# Novice Looking For Advice - On a tight budget



## jwrage (10 Jul 2008)

Hi all,
I have a pearl 60 bowfront aquarium which I am hoping to turn into a dedicated planted tank. I've looked at some of the photos on this site and others and hope that I can get a tank looking that great.

The Stats
Tank Volume 45L
26cm high, 60cm long, 23cm wide.
1 Light which came with the tank =  Phillips TL-D- 15w / 54-765

I examined the light fitting and it looks to me as though it could fit another light as there seems to be two unused 'caps' behind the plastic shield the light sits behind.

Questions:
1. Substrate
I've done lots of research into this tank, I wanna get it just right but also not spend a fortune. I was looking at 'aquagrit' and perhaps mixing it with aquatic compost or 'ferka base'; and then top this with the pea gravel that is currently in the tank.

2. Lighting
I don't think my current lighting is sufficient, I want to be able to grow anything up to medium-high light plants(is this to ambitious?). Ideally I'd like to be able to grow any plant that takes my fancy, I don't want my setup to be it's limiting factor. How would I go about upgrading lighting? How cheap can I do it? Does anybody have a Pearl 60 and have they succesfully upgraded/ is there room for two bulbs in the hood or am I looking at the wrong thing.

3. CO2
I'm thinking of going for DIY CO2, (nice and cheap). However does it actually work? How do I measure the CO2 in my tank? Would a JBL Permenent CO2 Test Kit be needed? 

4. Fertilisers
What should I dose? How difficult is it mixing up my own? I read a guide on this site(I think) about making your own ferts but it did look kinda complicated.

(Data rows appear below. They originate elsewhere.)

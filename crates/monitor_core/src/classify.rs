//! Classificação de linhas do log por palavra-chave.
//!
//! A tabela é estática e ordenada: a primeira categoria com alguma
//! palavra-chave contida na linha (em maiúsculas) vence.

use crate::types::Category;

/// Marcador que identifica linhas de uso de memória.
pub const MEMORY_TAG: &str = "[MEM]";

/// Tabela de precedência `(categoria, palavras-chave)`.
///
/// Palavras-chave devem estar em maiúsculas.
pub const CATEGORY_KEYWORDS: &[(Category, &[&str])] = &[
    (
        Category::Error,
        &["ERROR", "[ERR]", "[SCT]", "FAILED", "WARNING"],
    ),
    (Category::Memory, &[MEMORY_TAG, "FREE:"]),
    (
        Category::Graphics,
        &[
            "[GFX]",
            "[ERS]",
            "DISPLAY",
            "RAM WRITE",
            "RAM COMPLETE",
            "REFRESH",
            "POWERING ON",
            "FRAME BUFFER",
            "LUT",
        ],
    ),
    (
        Category::Parsing,
        &[
            "[EBP]",
            "[BMC]",
            "[ZIP]",
            "[PARSER]",
            "[EHP]",
            "LOADING EPUB",
            "CACHE",
            "DECOMPRESSED",
            "PARSING",
        ],
    ),
    (
        Category::Activity,
        &["[ACT]", "ENTERING ACTIVITY", "EXITING ACTIVITY"],
    ),
    (
        Category::Timing,
        &["RENDERED PAGE", "[LOOP]", "DURATION", "WAIT COMPLETE"],
    ),
    (
        Category::Settings,
        &["[CPS]", "SETTINGS", "[CLEAR_CACHE]", "[CHAP]", "[OPDS]", "[COF]"],
    ),
    (
        Category::Boot,
        &[
            "ESP-ROM",
            "BUILD:",
            "RST:",
            "BOOT:",
            "SPIWP:",
            "MODE:",
            "LOAD:",
            "ENTRY",
            "[SD]",
            "STARTING CROSSPOINT",
            "VERSION",
        ],
    ),
    (Category::Reader, &["[RBS]"]),
    (
        Category::Display,
        &[
            "[KRS]",
            "EINKDISPLAY:",
            "STATIC FRAME",
            "INITIALIZING",
            "SPI INITIALIZED",
            "GPIO PINS",
            "RESETTING",
            "SSD1677",
            "E-INK",
        ],
    ),
    (Category::Footnote, &["[FNS]", "FOOTNOTE"]),
];

/// Retorna a categoria de apresentação de uma linha.
///
/// Total e determinística: linhas sem correspondência caem em
/// [`Category::Default`].
pub fn classify(line: &str) -> Category {
    let upper = line.to_uppercase();
    CATEGORY_KEYWORDS
        .iter()
        .find(|(_, keywords)| keywords.iter().any(|kw| upper.contains(kw)))
        .map(|(category, _)| *category)
        .unwrap_or(Category::Default)
}

/// `true` se a linha carrega o marcador de amostra de memória.
pub fn is_memory_line(line: &str) -> bool {
    line.contains(MEMORY_TAG)
}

Sorry for my noob questions, I have searched and researched for a while now, but I wanna make sure I get everything 100% right so as not to waste my time/money.

Thanks
James


----------



## Dan Crawford (10 Jul 2008)

jwrage said:
			
		

> 1. Substrate
> I've done lots of research into this tank, I wanna get it just right but also not spend a fortune. I was looking at 'aquagrit' and perhaps mixing it with aquatic compost or 'ferka base'; and then top this with the pea gravel that is currently in the tank.


If you add the cost of 3 substrates and their efficiency then your money would be much better spent on ADA Aqua Soil, it looks expensive but if you add it all up you'll probably pay the same as you were gonna pay for an inferior substrate. Tropica topped with 2-3mm gravel also works very very well but again i think once youve bought the Tropica stuff and then the gravel it's almost as expensive as AS. On a little tank like yours i would defo be going down the AS route but its your choice.  


			
				jwrage said:
			
		

> 2. Lighting
> I don't think my current lighting is sufficient, I want to be able to grow anything up to medium-high light plants(is this to ambitious?). Ideally I'd like to be able to grow any plant that takes my fancy, I don't want my setup to be it's limiting factor. How would I go about upgrading lighting? How cheap can I do it? Does anybody have a Pearl 60 and have they succesfully upgraded/ is there room for two bulbs in the hood or am I looking at the wrong thing.



Yeah, this is a bit too low. if you can upgrade the existing lighting then great! I'm guessing the tubes are T8 ie. almost an inch wide as opposed to T5s which are half inch? T5s are better but you may get away with 2 T8s proviing the ferts and CO2 are balanced correctly.


			
				jwrage said:
			
		

> 3. CO2
> I'm thinking of going for DIY CO2, (nice and cheap). However does it actually work? How do I measure the CO2 in my tank? Would a JBL Permenent CO2 Test Kit be needed?



I wouldn't bother with yeast, grab a regulator from the link below and i sell Fire Extinguishers for Â£15, last way longer, more efficient and much much better source of CO2.
Refer to the dropchecker article and read up on how to measure CO2  http://www.ukaps.org/drop-checker.htm



			
				jwrage said:
			
		

> 4. Fertilisers
> What should I dose? How difficult is it mixing up my own? I read a guide on this site(I think) about making your own ferts but it did look kinda complicated.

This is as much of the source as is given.